The technique of mycorrhaging in agriculture and in horticulture consists in attacking the root system of non-pathogenic fungi plants that create with it a symbiotic relationship with reciprocal exchange systems so that the fungus draws from the root apparatus of the vegetable substances nutrients and the plant receives water and mineral substances from the fungus that promote its growth. This symbiotic plant-fungus complex is called mycorrhiza.
This technique is also used to increase the production of truffles and the bioremediation treatments of the soil.

 

In recent years, the applications of mycorrhizae, especially in the cultivation of organic vegetables and other similar agronomic techniques, are becoming increasingly widely used. Precisely the need to get out of the spiral without solution of pesticides and synthetic chemistry has made us understand how these problems are not fought above all with ecosustainable strategies of defense, which are inspired by processes already existing in nature. This is precisely the field of application of mycorrhizae. Regarding the mycorrhizae we distinguish the ectomicorrize and the endomicorrize
The first are represented by fungi that colonize only some species of plants, especially trees, forming with the plant an outer fungal layer (eg truffles).
The endomycorrhizae (which are those of greatest interest in agriculture and horticulture) instead operate a symbiosis with penetration into the tissues of the host plant and incidence in its ability to assimilate nutrients. Endomycorrhizas can colonize 95% of plant species. Let’s say immediately that mycorrhizae do not colonize the brassicas (cabbage, broccoli, radish, rocket, etc.) and the chenopodiacee (spinach, coasts, beets, etc.).
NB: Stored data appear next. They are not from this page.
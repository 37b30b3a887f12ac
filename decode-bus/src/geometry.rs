//! Tile rectangles for the window layouts.

use std::ops::Range;

use serde::{Deserialize, Serialize};

/// Tile origins and extents are kept on even pixels.
const TILE_ALIGN: u32 = 2;

#[derive(Clone, Copy, Debug, Default, PartialEq, Eq, Hash, Serialize, Deserialize)]
pub struct Rect {
    pub x: u32,
    pub y: u32,
    pub width: u32,
    pub height: u32,
}

impl Rect {
    pub fn new(x: u32, y: u32, width: u32, height: u32) -> Self {
        Self {
            x,
            y,
            width,
            height,
        }
    }

    pub fn area(&self) -> u64 {
        self.width as u64 * self.height as u64
    }

    pub fn is_empty(&self) -> bool {
        self.width == 0 || self.height == 0
    }
}

#[derive(Clone, Copy, Debug, PartialEq, Eq, Hash, Serialize, Deserialize)]
pub enum Layout {
    One,
    Four,
    Six,
    Eight,
    Nine,
    Sixteen,
}

impl Layout {
    pub const ALL: [Layout; 6] = [
        Layout::One,
        Layout::Four,
        Layout::Six,
        Layout::Eight,
        Layout::Nine,
        Layout::Sixteen,
    ];

    /// Layouts are identified by their visible window count.
    pub fn from_id(id: u32) -> Option<Self> {
        Self::ALL.into_iter().find(|l| l.id() == id)
    }

    pub fn id(&self) -> u32 {
        self.window_count() as u32
    }

    pub fn window_count(&self) -> usize {
        match self {
            Layout::One => 1,
            Layout::Four => 4,
            Layout::Six => 6,
            Layout::Eight => 8,
            Layout::Nine => 9,
            Layout::Sixteen => 16,
        }
    }

    /// `(grid, cells)` where each cell is `(column, row, span)`.
    fn cells(&self) -> (u32, Vec<(u32, u32, u32)>) {
        match self {
            Layout::One => (1, vec![(0, 0, 1)]),
            Layout::Four => (2, uniform(2)),
            Layout::Nine => (3, uniform(3)),
            Layout::Sixteen => (4, uniform(4)),
            Layout::Six => (
                3,
                vec![
                    (0, 0, 2),
                    (2, 0, 1),
                    (2, 1, 1),
                    (0, 2, 1),
                    (1, 2, 1),
                    (2, 2, 1),
                ],
            ),
            Layout::Eight => (
                4,
                vec![
                    (0, 0, 3),
                    (3, 0, 1),
                    (3, 1, 1),
                    (3, 2, 1),
                    (0, 3, 1),
                    (1, 3, 1),
                    (2, 3, 1),
                    (3, 3, 1),
                ],
            ),
        }
    }
}

fn uniform(n: u32) -> Vec<(u32, u32, u32)> {
    (0..n * n).map(|i| (i % n, i / n, 1)).collect()
}

fn align_down(v: u32, align: u32) -> u32 {
    v / align * align
}

/// Start and length of cell `index..index + span` on an axis of `len` pixels
/// cut into `grid` parts. The last cell absorbs the rounding remainder.
fn span(len: u32, grid: u32, index: u32, span: u32) -> (u32, u32) {
    let start = align_down((len as u64 * index as u64 / grid as u64) as u32, TILE_ALIGN);
    let end = if index + span >= grid {
        len
    } else {
        align_down(
            (len as u64 * (index + span) as u64 / grid as u64) as u32,
            TILE_ALIGN,
        )
    };
    (start, end - start)
}

/// Rectangles of every visible window of `layout`, in window order.
pub fn layout_rects(layout: Layout, screen_width: u32, screen_height: u32) -> Vec<Rect> {
    let (grid, cells) = layout.cells();
    cells
        .into_iter()
        .map(|(col, row, n)| {
            let (x, width) = span(screen_width, grid, col, n);
            let (y, height) = span(screen_height, grid, row, n);
            Rect::new(x, y, width, height)
        })
        .collect()
}

/// Windows on the page that contains `selected` when pages hold
/// `layout.window_count()` windows each.
pub fn page_range(layout: Layout, selected: usize, total: usize) -> Range<usize> {
    let per_page = layout.window_count();
    let start = selected / per_page * per_page;
    start.min(total)..(start + per_page).min(total)
}

#[cfg(test)]
mod tests {
    use super::*;

    #[test]
    fn single_window_covers_screen() {
        let rects = layout_rects(Layout::One, 1920, 1080);
        assert_eq!(rects, vec![Rect::new(0, 0, 1920, 1080)]);
    }

    #[test]
    fn every_layout_tiles_the_screen() {
        for layout in Layout::ALL {
            let rects = layout_rects(layout, 1920, 1080);
            assert_eq!(rects.len(), layout.window_count(), "{:?}", layout);
            let total: u64 = rects.iter().map(|r| r.area()).sum();
            assert_eq!(total, 1920 * 1080, "{:?}", layout);
            for r in &rects {
                assert_eq!(r.x % 2, 0);
                assert_eq!(r.y % 2, 0);
                assert!(r.x + r.width <= 1920 && r.y + r.height <= 1080);
            }
        }
    }

    #[test]
    fn nine_split_absorbs_remainder_in_last_column() {
        let rects = layout_rects(Layout::Nine, 1280, 720);
        assert_eq!(rects[0], Rect::new(0, 0, 426, 240));
        assert_eq!(rects[1], Rect::new(426, 0, 426, 240));
        assert_eq!(rects[2], Rect::new(852, 0, 428, 240));
    }

    #[test]
    fn six_has_one_large_tile() {
        let rects = layout_rects(Layout::Six, 1920, 1080);
        assert_eq!(rects[0], Rect::new(0, 0, 1280, 720));
        assert_eq!(rects[5], Rect::new(1280, 720, 640, 360));
    }

    #[test]
    fn layout_ids_round_trip() {
        assert_eq!(Layout::from_id(9), Some(Layout::Nine));
        assert_eq!(Layout::from_id(5), None);
    }

    #[test]
    fn page_of_selected_window() {
        assert_eq!(page_range(Layout::Four, 5, 16), 4..8);
        assert_eq!(page_range(Layout::Nine, 10, 16), 9..16);
        assert_eq!(page_range(Layout::One, 0, 16), 0..1);
    }
}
The main effects of mycorrhization are: the increase of the root system, which can reach sizes several times higher than that of a normal plant; creation of conditions favorable to the life of useful microorganisms, which preside at the transformation of nutritive elements for the plant (such as nitrogen fixation microorganisms), others fight the spread of pathogens (such as fungal diseases) and others can hinder the nematodes.
This is obviously a technique that in the future will find greater diffusion and application not only in the strictly phytopathological field but also in the synergy of agronomic techniques aimed at improving nutritional and soil fertility systems, improving drought resistance and therefore efficiency. irrigation and, last but not least, the characteristic of intervening in improving the organoleptic quality of agricultural products.
It is no longer hiding how these techniques, together with other agroecological practices, will definitively supplant this dark period in the history of agriculture, in which humanity thought of regulating Nature outside its rules.